As soon as the line containing "impl MixerNode for" appears, copy it and every following line word for word until the records end.

Stored data entries
■ ■ ■ ■ ■ ■ ■
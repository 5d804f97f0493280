//! Mixer that converts every input to its own format

use std::sync::{Arc, Weak};

use delegate::delegate;
use rtrb::Consumer;

use crate::error::Result;
use crate::format::AudioFormat;
use crate::graph::AudioGraph;
use crate::node::{AudioNode, AudioSource, NodeCore, ReadResult};
use crate::nodes::effect::{ChannelRemapper, Resampler};
use crate::port::OutputPort;

use super::{ChannelFinished, ChannelToken, MixerCore, MixerNode, SlotId, SlotPlan};

/// Mixer accepting inputs of any valid format.
///
/// An input whose layout differs gets a [`ChannelRemapper`], one whose rate
/// differs gets a [`Resampler`] after that. The conformers belong to the
/// slot and are disposed with it. Mixing itself is a plain sum.
pub struct LinearMixerAutoConforming {
    core: NodeCore,
    output: OutputPort,
    mix: MixerCore,
}

impl LinearMixerAutoConforming {
    pub fn new(graph: &Arc<AudioGraph>, name: &str, format: AudioFormat) -> Result<Arc<Self>> {
        let core = NodeCore::new(graph, name, format)?;
        Ok(Arc::new_cyclic(|me: &Weak<Self>| {
            let source: Weak<dyn AudioSource> = me.clone();
            let host: Weak<dyn MixerNode> = me.clone();
            Self {
                core,
                output: OutputPort::new(source),
                mix: MixerCore::new(name, format, host),
            }
        }))
    }

    /// Keep producing silence after every input has finished.
    pub fn with_read_forever(self: Arc<Self>, forever: bool) -> Arc<Self> {
        self.mix.set_read_forever(forever);
        self
    }

    pub fn with_max_staged_frames(self: Arc<Self>, frames: usize) -> Arc<Self> {
        self.mix.set_max_staged_frames(frames);
        self
    }

    /// Mix `input` in, converting it to the mixer's format on the way.
    pub fn add_input(
        &self,
        input: Arc<dyn AudioSource>,
        token: Option<ChannelToken>,
        owns_input: bool,
    ) -> Result<SlotId> {
        self.mix.ensure_accepting()?;
        let plan = self.plan_for(&*input)?;
        self.mix.add_slot(input, token, owns_input, plan)
    }

    fn plan_for(&self, input: &dyn AudioSource) -> Result<SlotPlan> {
        let graph = self.core.graph()?;
        let target = self.core.format();
        let mut format = input.format();
        format.validate()?;
        let mut chain: Vec<Arc<dyn AudioNode>> = Vec::new();

        if format.layout() != target.layout() {
            let remapped = AudioFormat::new(format.sample_rate_hz(), target.layout())?;
            let name = format!("{}/{}/remap", self.core.name(), input.name());
            chain.push(ChannelRemapper::new(&graph, &name, format, remapped)?);
            format = remapped;
        }
        if format.sample_rate_hz() != target.sample_rate_hz() {
            let name = format!("{}/{}/resample", self.core.name(), input.name());
            chain.push(Resampler::new(&graph, &name, format, target)?);
            format = target;
        }

        Ok(SlotPlan {
            routing: None,
            format,
            chain,
        })
    }

    delegate! {
        to self.mix {
            /// Detach an input without disposing it. Its conformers are
            /// disposed. Returns false if the slot is unknown.
            pub fn remove_input(&self, slot: SlotId) -> bool;
            /// Remove every input, disposing the owned ones.
            pub fn clear(&self);
            pub fn input_count(&self) -> usize;
            pub fn channel_finished_events(&self, capacity: usize) -> Consumer<ChannelFinished>;
            pub fn read_forever(&self) -> bool;
            pub fn set_read_forever(&self, forever: bool);
            pub fn max_staged_frames(&self) -> usize;
            pub fn set_max_staged_frames(&self, frames: usize);
            pub fn flush(&self) -> Result<()>;
        }
    }
}

impl AudioNode for LinearMixerAutoConforming {
    fn core(&self) -> &NodeCore {
        &self.core
    }

    fn as_source(&self) -> Option<&dyn AudioSource> {
        Some(self)
    }

    fn on_dispose(&self) {
        self.mix.clear();
    }
}

impl AudioSource for LinearMixerAutoConforming {
    fn output(&self) -> &OutputPort {
        &self.output
    }

    fn read_samples(&self, buffer: &mut [f32]) -> Result<ReadResult> {
        self.mix.read_mix(buffer)
    }
}

impl MixerNode for LinearMixerAutoConforming {
    fn mixer(&self) -> &MixerCore {
        &self.mix
    }
}

#[cfg(test)]
mod tests {
    use super::*;
    use crate::nodes::FixedSampleSource;

    #[test]
    fn mono_input_is_spread_over_stereo() {
        let graph = AudioGraph::builder().build();
        let mixer = LinearMixerAutoConforming::new(&graph, "mix", AudioFormat::stereo(8000)).unwrap();
        let mono = FixedSampleSource::new(&graph, "m", AudioFormat::mono(8000), vec![0.5, -0.5]).unwrap();
        mixer.add_input(mono, None, true).unwrap();
        // mixer, slot target, remapper, source
        assert_eq!(graph.node_count(), 4);

        let mut out = [0.0; 4];
        assert_eq!(mixer.read(&mut out).unwrap(), ReadResult::Read(2));
        assert_eq!(out, [0.5, 0.5, -0.5, -0.5]);
    }

    #[test]
    fn half_rate_input_is_upsampled() {
        let graph = AudioGraph::builder().build();
        let mixer = LinearMixerAutoConforming::new(&graph, "mix", AudioFormat::mono(16000)).unwrap();
        let slow = FixedSampleSource::new(&graph, "s", AudioFormat::mono(8000), vec![0.0, 1.0, 2.0]).unwrap();
        mixer.add_input(slow, None, true).unwrap();

        let mut got = Vec::new();
        let mut out = [0.0; 4];
        loop {
            match mixer.read(&mut out).unwrap() {
                ReadResult::Read(n) => got.extend_from_slice(&out[..n]),
                ReadResult::Empty => {}
                ReadResult::Finished => break,
            }
        }
        assert_eq!(&got[..5], &[0.0, 0.5, 1.0, 1.5, 2.0]);
    }

    #[test]
    fn conformers_are_disposed_with_the_slot() {
        let graph = AudioGraph::builder().build();
        let mixer = LinearMixerAutoConforming::new(&graph, "mix", AudioFormat::stereo(48000)).unwrap();
        let input = FixedSampleSource::new(&graph, "in", AudioFormat::mono(44100), vec![0.0; 64]).unwrap();
        let slot = mixer.add_input(input.clone(), None, false).unwrap();
        assert!(mixer.remove_input(slot));
        assert!(!input.is_disposed());
        assert!(!input.output().is_connected());
    }
}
■ ■ ■ ■ ■ ■ ■
**Task response**
impl MixerNode for LinearMixerAutoConforming {
    fn mixer(&self) -> &MixerCore {
        &self.mix
    }
}

#[cfg(test)]
mod tests {
    use super::*;
    use crate::nodes::FixedSampleSource;

    #[test]
    fn mono_input_is_spread_over_stereo() {
        let graph = AudioGraph::builder().build();
        let mixer = LinearMixerAutoConforming::new(&graph, "mix", AudioFormat::stereo(8000)).unwrap();
        let mono = FixedSampleSource::new(&graph, "m", AudioFormat::mono(8000), vec![0.5, -0.5]).unwrap();
        mixer.add_input(mono, None, true).unwrap();
        // mixer, slot target, remapper, source
        assert_eq!(graph.node_count(), 4);

        let mut out = [0.0; 4];
        assert_eq!(mixer.read(&mut out).unwrap(), ReadResult::Read(2));
        assert_eq!(out, [0.5, 0.5, -0.5, -0.5]);
    }

    #[test]
    fn half_rate_input_is_upsampled() {
        let graph = AudioGraph::builder().build();
        let mixer = LinearMixerAutoConforming::new(&graph, "mix", AudioFormat::mono(16000)).unwrap();
        let slow = FixedSampleSource::new(&graph, "s", AudioFormat::mono(8000), vec![0.0, 1.0, 2.0]).unwrap();
        mixer.add_input(slow, None, true).unwrap();

        let mut got = Vec::new();
        let mut out = [0.0; 4];
        loop {
            match mixer.read(&mut out).unwrap() {
                ReadResult::Read(n) => got.extend_from_slice(&out[..n]),
                ReadResult::Empty => {}
                ReadResult::Finished => break,
            }
        }
        assert_eq!(&got[..5], &[0.0, 0.5, 1.0, 1.5, 2.0]);
    }

    #[test]
    fn conformers_are_disposed_with_the_slot() {
        let graph = AudioGraph::builder().build();
        let mixer = LinearMixerAutoConforming::new(&graph, "mix", AudioFormat::stereo(48000)).unwrap();
        let input = FixedSampleSource::new(&graph, "in", AudioFormat::mono(44100), vec![0.0; 64]).unwrap();
        let slot = mixer.add_input(input.clone(), None, false).unwrap();
        assert!(mixer.remove_input(slot));
        assert!(!input.is_disposed());
        assert!(!input.output().is_connected());
    }
}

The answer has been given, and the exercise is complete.